Task material:
Content starts

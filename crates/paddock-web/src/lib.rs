//! # paddock-web
//!
//! 로컬 웹 서버.
//! Axum 기반 REST API + 웹 UI 임베드.
//!
//! ## 기능
//! - 봇 설정 문서 조회/저장 (`/config`)
//! - 테마 JSON 조회/저장/목록 (`/theme/{name}`, `/themes`)
//! - 게임 데이터 파일 서빙 (`/data/{*path}`)
//! - 이벤트 검색 (`/event/{text}`)
//! - 버전/알림 에셋 조회 (`/version.txt`, `/notifs`)
//! - 정적 파일 서빙 (웹 UI)

pub mod embedded;
pub mod error;
pub mod handlers;
pub mod routes;

use std::net::SocketAddr;
use std::path::PathBuf;

use axum::Router;
use paddock_core::config::{ContentConfig, WebConfig};
use paddock_core::error::CoreError;
use paddock_core::json_store::JsonFileStore;
use tokio::net::TcpListener;
use tokio::sync::watch;
use tower_http::cors::{Any, CorsLayer};
use tower_http::trace::TraceLayer;
use tracing::{error, info, warn};

/// 포트 바인드 최대 시도 횟수
const MAX_PORT_ATTEMPTS: u16 = 10;

/// 콘텐츠 파일 경로 묶음 (모두 해석 완료된 절대/상대 경로)
#[derive(Debug, Clone)]
pub struct ContentPaths {
    /// 테마 JSON 디렉토리
    pub themes_dir: PathBuf,
    /// 게임 데이터 디렉토리
    pub data_dir: PathBuf,
    /// 알림 에셋 디렉토리
    pub notifications_dir: PathBuf,
    /// 버전 파일
    pub version_file: PathBuf,
}

impl ContentPaths {
    /// 설정에서 경로 해석
    pub fn from_config(content: &ContentConfig) -> Self {
        Self {
            themes_dir: content.themes_path(),
            data_dir: content.data_path(),
            notifications_dir: content.notifications_path(),
            version_file: content.version_path(),
        }
    }
}

/// 웹 서버 애플리케이션 상태
#[derive(Clone)]
pub struct AppState {
    /// 봇 설정 문서 저장소 (`/config`)
    pub settings: JsonFileStore,
    /// 콘텐츠 경로
    pub content: ContentPaths,
}

impl AppState {
    /// 콘텐츠 설정으로부터 상태 구성 (설정 문서 로드 포함)
    pub fn from_content_config(content: &ContentConfig) -> Result<Self, CoreError> {
        Ok(Self {
            settings: JsonFileStore::open(content.bot_settings_path())?,
            content: ContentPaths::from_config(content),
        })
    }
}

/// 전체 라우터 구성 (API 라우트 + 정적 fallback + CORS/트레이스 레이어)
pub fn build_router(state: AppState) -> Router {
    // CORS 설정 — 로컬 UI가 임의 오리진에서 접근
    let cors = CorsLayer::new()
        .allow_origin(Any)
        .allow_methods(Any)
        .allow_headers(Any);

    Router::new()
        .merge(routes::routes())
        .fallback(embedded::serve_static)
        .layer(cors)
        .layer(TraceLayer::new_for_http())
        .with_state(state)
}

/// 로컬 웹 서버
pub struct WebServer {
    config: WebConfig,
    state: AppState,
}

impl WebServer {
    /// 새 웹 서버 생성
    pub fn new(state: AppState, config: WebConfig) -> Self {
        Self { config, state }
    }

    /// 서버 실행
    ///
    /// 기본 포트에서 시작하여, 포트가 이미 사용 중이면 다음 포트를 시도합니다.
    /// 최대 10개 포트를 시도한 후 실패하면 에러를 반환합니다.
    ///
    /// # Arguments
    /// * `shutdown_rx` - 종료 신호 수신 채널
    pub async fn run(self, mut shutdown_rx: watch::Receiver<bool>) -> Result<(), std::io::Error> {
        let host = if self.config.allow_external {
            "0.0.0.0"
        } else {
            "127.0.0.1"
        };

        // 라우터 구성
        let app = build_router(self.state);

        // 포트 바인드 시도 (최대 MAX_PORT_ATTEMPTS번)
        let base_port = self.config.port;
        let mut last_error = None;

        for attempt in 0..MAX_PORT_ATTEMPTS {
            let port = base_port.saturating_add(attempt);

            // 포트 오버플로우 체크
            if port < base_port && attempt > 0 {
                break;
            }

            let addr: SocketAddr = match format!("{}:{}", host, port).parse() {
                Ok(a) => a,
                Err(e) => {
                    error!("잘못된 주소 {}:{} — {}", host, port, e);
                    continue;
                }
            };

            match TcpListener::bind(addr).await {
                Ok(listener) => {
                    if attempt > 0 {
                        warn!("포트 {} 사용 불가, 대체 포트 {} 사용", base_port, port);
                    }
                    info!("웹 서버 시작: http://{}", addr);

                    // Graceful shutdown과 함께 서버 실행
                    axum::serve(listener, app)
                        .with_graceful_shutdown(async move {
                            loop {
                                if *shutdown_rx.borrow() {
                                    info!("웹 서버 종료 신호 수신");
                                    break;
                                }
                                if shutdown_rx.changed().await.is_err() {
                                    break;
                                }
                            }
                        })
                        .await?;

                    info!("웹 서버 종료");
                    return Ok(());
                }
                Err(e) => {
                    if e.kind() == std::io::ErrorKind::AddrInUse {
                        warn!("포트 {} 이미 사용 중, 다음 포트 시도...", port);
                        last_error = Some(e);
                        continue;
                    }
                    return Err(e);
                }
            }
        }

        Err(last_error.unwrap_or_else(|| {
            std::io::Error::new(
                std::io::ErrorKind::AddrInUse,
                format!(
                    "포트 {}-{} 모두 사용 불가",
                    base_port,
                    base_port.saturating_add(MAX_PORT_ATTEMPTS - 1)
                ),
            )
        }))
    }

    /// 서버 URL 반환
    pub fn url(&self) -> String {
        format!("http://localhost:{}", self.config.port)
    }
}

Content ends

Only the lines holding "WebServer" are wanted, so copy each of them from the material.

pub struct WebServer {
impl WebServer {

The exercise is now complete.